» **Your instructions**: Up to and including the line with "use thiserror::Error;", restate the records below word for word, beginning with their first line.

[Stored data]
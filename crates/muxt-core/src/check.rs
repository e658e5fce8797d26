//! Template action type checking.
//!
//! The checker walks a parse tree with a current *dot type* and validates
//! every action against the package's types: field chains, zero-argument
//! methods, registered functions, pipelines, and `{{template}}` descent with
//! the computed argument type. Errors carry the template file position of
//! the offending node.
//!
//! Checking is permissive where it cannot know better: values typed
//! [`TypeRef::Any`] accept any member or argument. It is strict where it
//! can: a named struct only has the fields and inherent methods the package
//! declares.

use std::collections::{BTreeMap, HashSet};
use std::fmt;

use thiserror::Error;

use muxt_templates::node::{Arg, BranchNode, CommandNode, ListNode, Node, PipeNode, Tree};

use crate::environment::FuncSignature;
use crate::error::SourcePos;
use crate::forest::Forest;
use crate::source::{TypeIndex, first_type_argument, peel_type};

/// A template action that fails against its data type.
#[derive(Debug, Error, Clone, PartialEq)]
#[error("{pos}: {message}")]
pub struct CheckError {
    pub pos: SourcePos,
    pub message: String,
}

/// The checker's view of a type.
#[derive(Debug, Clone, PartialEq)]
pub enum TypeRef {
    /// Unknown; every operation is accepted.
    Any,
    /// `()` / `struct {}` — the empty data of call-less routes.
    Unit,
    Bool,
    Int,
    Float,
    Str,
    /// An error value: `.Error` yields its message.
    Error,
    /// A named type from the package.
    Named(String),
    List(Box<TypeRef>),
    Map(Box<TypeRef>),
    Optional(Box<TypeRef>),
    /// The generated per-request container, parameterized by result type.
    TemplateData(Box<TypeRef>),
    /// The request head exposed to templates.
    Request,
    /// The generated path-helper type.
    RoutePaths,
}

impl fmt::Display for TypeRef {
    fn fmt(&self, f: &mut fmt::Formatter<'_>) -> fmt::Result {
        match self {
            TypeRef::Any => write!(f, "any"),
            TypeRef::Unit => write!(f, "()"),
            TypeRef::Bool => write!(f, "bool"),
            TypeRef::Int => write!(f, "int"),
            TypeRef::Float => write!(f, "float"),
            TypeRef::Str => write!(f, "string"),
            TypeRef::Error => write!(f, "error"),
            TypeRef::Named(name) => write!(f, "{name}"),
            TypeRef::List(t) => write!(f, "[]{t}"),
            TypeRef::Map(t) => write!(f, "map[string]{t}"),
            TypeRef::Optional(t) => write!(f, "?{t}"),
            TypeRef::TemplateData(t) => write!(f, "TemplateData[{t}]"),
            TypeRef::Request => write!(f, "request"),
            TypeRef::RoutePaths => write!(f, "TemplateRoutePaths"),
        }
    }
}
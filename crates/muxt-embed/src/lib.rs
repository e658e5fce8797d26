//! The `embed_files!` macro.
//!
//! ```ignore
//! static ASSETS: muxt_templates::Files =
//!     muxt_templates::embed_files!("templates/*.html", "extra");
//! ```
//!
//! Each argument is a pattern: a string literal, a raw string literal, or a
//! bare path (`templates/partials`), separated by commas. Patterns are
//! resolved against the crate's manifest directory at expansion time. A
//! pattern with no glob metacharacters that names a directory selects every
//! file beneath it. The macro expands to a
//! `muxt_templates::Files::from_static` table of `(relative path,
//! include_str!(..))` entries, sorted by path.
//!
//! The muxt analyzer reads these same pattern tokens out of the analyzed
//! source to learn which files a `parse_files` call can see, so the
//! tokenization rules here and in the analyzer must agree.

use std::path::{Path, PathBuf};

use proc_macro::TokenStream;
use proc_macro2::TokenTree;
use quote::quote;

#[proc_macro]
pub fn embed_files(input: TokenStream) -> TokenStream {
    let input = proc_macro2::TokenStream::from(input);
    let patterns = match tokenize_patterns(input) {
        Ok(patterns) => patterns,
        Err(msg) => return compile_error(&msg),
    };
    if patterns.is_empty() {
        return compile_error("embed_files! needs at least one pattern");
    }

    let manifest_dir = match std::env::var("CARGO_MANIFEST_DIR") {
        Ok(dir) => PathBuf::from(dir),
        Err(_) => return compile_error("CARGO_MANIFEST_DIR is not set"),
    };

    let mut entries: Vec<(String, PathBuf)> = Vec::new();
    for pattern in &patterns {
        match resolve_pattern(&manifest_dir, pattern) {
            Ok(matched) if matched.is_empty() => {
                return compile_error(&format!("pattern matches no files: {pattern:?}"));
            }
            Ok(matched) => {
                for (rel, abs) in matched {
                    if !entries.iter().any(|(existing, _)| *existing == rel) {
                        entries.push((rel, abs));
                    }
                }
            }
            Err(msg) => return compile_error(&msg),
        }
    }
    entries.sort_by(|a, b| a.0.cmp(&b.0));

    let pairs = entries.iter().map(|(rel, abs)| {
        let abs = abs.to_string_lossy().into_owned();
        quote! { (#rel, include_str!(#abs)) }
    });
    quote! {
        ::muxt_templates::Files::from_static(&[#(#pairs),*])
    }
    .into()
}

fn compile_error(msg: &str) -> TokenStream {
    quote! { compile_error!(#msg) }.into()
}

/// Split the macro arguments into pattern strings.
///
/// String and raw-string literals stand alone; every other run of tokens up
/// to a comma is joined into one bare pattern.
fn tokenize_patterns(input: proc_macro2::TokenStream) -> Result<Vec<String>, String> {
    let mut patterns = Vec::new();
    let mut bare = String::new();
    let mut flush = |bare: &mut String, patterns: &mut Vec<String>| {
        if !bare.is_empty() {
            patterns.push(std::mem::take(bare));
        }
    };
    for token in input {
        match token {
            TokenTree::Punct(p) if p.as_char() == ',' => flush(&mut bare, &mut patterns),
            TokenTree::Literal(lit) => {
                let text = lit.to_string();
                if let Some(unquoted) = unquote_string(&text) {
                    flush(&mut bare, &mut patterns);
                    patterns.push(unquoted?);
                } else {
                    bare.push_str(&text);
                }
            }
            TokenTree::Ident(ident) => bare.push_str(&ident.to_string()),
            TokenTree::Punct(p) => bare.push(p.as_char()),
            TokenTree::Group(_) => return Err("unexpected group in embed pattern".into()),
        }
    }
    flush(&mut bare, &mut patterns);
    Ok(patterns)
}

/// Unquote `"…"`, `r"…"`, and `r#"…"#` literal spellings. Returns `None`
/// for non-string literals (a number inside a bare pattern, say).
fn unquote_string(text: &str) -> Option<Result<String, String>> {
    if let Some(raw) = text.strip_prefix('r') {
        let hashes = raw.bytes().take_while(|&b| b == b'#').count();
        let body = raw[hashes..]
            .strip_prefix('"')?
            .strip_suffix(&"#".repeat(hashes))?
            .strip_suffix('"')?;
        return Some(Ok(body.to_string()));
    }
    let inner = text.strip_prefix('"')?.strip_suffix('"')?;
    let mut out = String::with_capacity(inner.len());
    let mut chars = inner.chars();
    while let Some(c) = chars.next() {
        if c != '\\' {
            out.push(c);
            continue;
        }
        match chars.next() {
            Some('n') => out.push('\n'),
            Some('t') => out.push('\t'),
            Some('\\') => out.push('\\'),
            Some('"') => out.push('"'),
            Some('\'') => out.push('\''),
            other => {
                return Some(Err(format!(
                    "unsupported escape in embed pattern: \\{}",
                    other.map(String::from).unwrap_or_default()
                )));
            }
        }
    }
    Some(Ok(out))
}

/// Expand one pattern to `(relative, absolute)` file paths. Hidden files
/// and directories are never selected.
fn resolve_pattern(root: &Path, pattern: &str) -> Result<Vec<(String, PathBuf)>, String> {
    if pattern.starts_with('/') || pattern.contains("..") {
        return Err(format!("embed pattern must stay inside the crate: {pattern:?}"));
    }

    // A plain directory name selects its whole subtree.
    let has_meta = pattern.contains(['*', '?', '[']);
    let effective = if !has_meta && root.join(pattern).is_dir() {
        format!("{}/**/*", pattern.trim_end_matches('/'))
    } else {
        pattern.to_string()
    };

    let full = root.join(&effective);
    let full_pattern = full.to_string_lossy().into_owned();
    let walker = glob::glob(&full_pattern).map_err(|e| format!("malformed pattern: {e}"))?;

    let mut out = Vec::new();
    for entry in walker {
        let path = entry.map_err(|e| format!("unreadable path: {e}"))?;
        if !path.is_file() {
            continue;
        }
        let rel = path
            .strip_prefix(root)
            .map_err(|_| format!("matched file escapes the crate: {}", path.display()))?;
        let rel = rel.to_string_lossy().replace('\\', "/");
        // Hidden files are never embedded implicitly.
        if rel.split('/').any(|seg| seg.starts_with('.')) {
            continue;
        }
        out.push((rel, path));
    }
    Ok(out)
}
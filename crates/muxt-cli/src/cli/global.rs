//! Global arguments that apply to every subcommand.
//!
//! Declared here and flattened into [`super::Cli`] so that `-C`, `-v`, etc.
//! are available on any invocation without repetition.

use clap::Args;
use std::path::PathBuf;

/// Global arguments for all commands.
#[derive(Debug, Args)]
pub struct GlobalArgs {
    /// Package directory to operate on.
    ///
    /// Interpreted before anything else, like make's `-C`: the templates
    /// variable, embedded files, and generated output all resolve relative
    /// to this directory.
    #[arg(
        short = 'C',
        global = true,
        value_name = "DIR",
        help = "Change to directory DIR before doing anything"
    )]
    pub chdir: Option<PathBuf>,

    /// Increase logging verbosity.
    ///
    /// Pass once for INFO (`-v`), twice for DEBUG (`-vv`), three times for
    /// TRACE (`-vvv`). Conflicts with `--quiet`.
    #[arg(
        short = 'v',
        long = "verbose",
        action = clap::ArgAction::Count,
        global = true,
        help = "Increase verbosity (-v, -vv, -vvv)",
        long_help = "Increase logging verbosity:
    (none)  - Only errors
    -v      - Info level (progress messages)
    -vv     - Debug level (detailed diagnostics)
    -vvv    - Trace level (very verbose)"
    )]
    pub verbose: u8,

    /// Suppress all non-error output.
    #[arg(
        short = 'q',
        long = "quiet",
        global = true,
        conflicts_with = "verbose",
        help = "Suppress non-error output"
    )]
    pub quiet: bool,

    /// Disable ANSI colour codes.
    ///
    /// Automatically honoured when `NO_COLOR` is set in the environment
    /// (see <https://no-color.org>).
    #[arg(
        long = "no-color",
        global = true,
        env = "NO_COLOR",
        help = "Disable colored output"
    )]
    pub no_color: bool,
}

impl GlobalArgs {
    /// The package directory commands operate on.
    pub fn package_dir(&self) -> PathBuf {
        self.chdir.clone().unwrap_or_else(|| PathBuf::from("."))
    }
}
//! Implementation of the `muxt check` command.
//!
//! Runs the whole pipeline read-only. Route errors, binding errors, and
//! template type errors are collected and printed together; unused
//! templates are diagnostics too — `check` is the command that keeps a
//! template set honest.

use tracing::instrument;

use muxt_core::check::CheckError;
use muxt_core::error::SourcePos;

use crate::cli::{GlobalArgs, PipelineArgs};
use crate::error::{CliError, CliResult};
use crate::output::OutputManager;

#[instrument(skip_all)]
pub fn execute(args: PipelineArgs, global: &GlobalArgs, output: &OutputManager) -> CliResult<()> {
    let package = super::load_package(global)?;
    let mut checked = 0usize;

    for var in args.variables() {
        let analysis = super::run_analysis(&package, &args, &var)?;
        let mut errors = analysis.errors.clone();

        // Unused templates are fatal under check.
        for name in analysis.unused_templates() {
            let pos = analysis
                .environment
                .set
                .find_tree(&name)
                .map(|tree| SourcePos::new(tree.parse_name.clone(), 1, 1, 0))
                .unwrap_or_else(|| SourcePos::new(analysis.environment.file.display().to_string(), 1, 1, 0));
            errors.push(CheckError {
                pos,
                message: format!("template {name:?} is defined but never rendered"),
            });
        }

        if !errors.is_empty() {
            output.error(&format!("{var}: {} problem(s)", errors.len()))?;
            return Err(CliError::Failures(errors));
        }
        checked += analysis.routes.len();
        output.print(&format!(
            "{var}: {} routes, {} templates, ok",
            analysis.routes.len(),
            analysis.environment.set.trees().len()
        ))?;
    }

    output.success(&format!("check passed ({checked} routes)"))?;
    Ok(())
}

» **Answer to this task**:
filename crates/muxt-core/src/check.rs
repository e658e5fce8797d26
//! Template action type checking.
//!
//! The checker walks a parse tree with a current *dot type* and validates
//! every action against the package's types: field chains, zero-argument
//! methods, registered functions, pipelines, and `{{template}}` descent with
//! the computed argument type. Errors carry the template file position of
//! the offending node.
//!
//! Checking is permissive where it cannot know better: values typed
//! [`TypeRef::Any`] accept any member or argument. It is strict where it
//! can: a named struct only has the fields and inherent methods the package
//! declares.

use std::collections::{BTreeMap, HashSet};
use std::fmt;

use thiserror::Error;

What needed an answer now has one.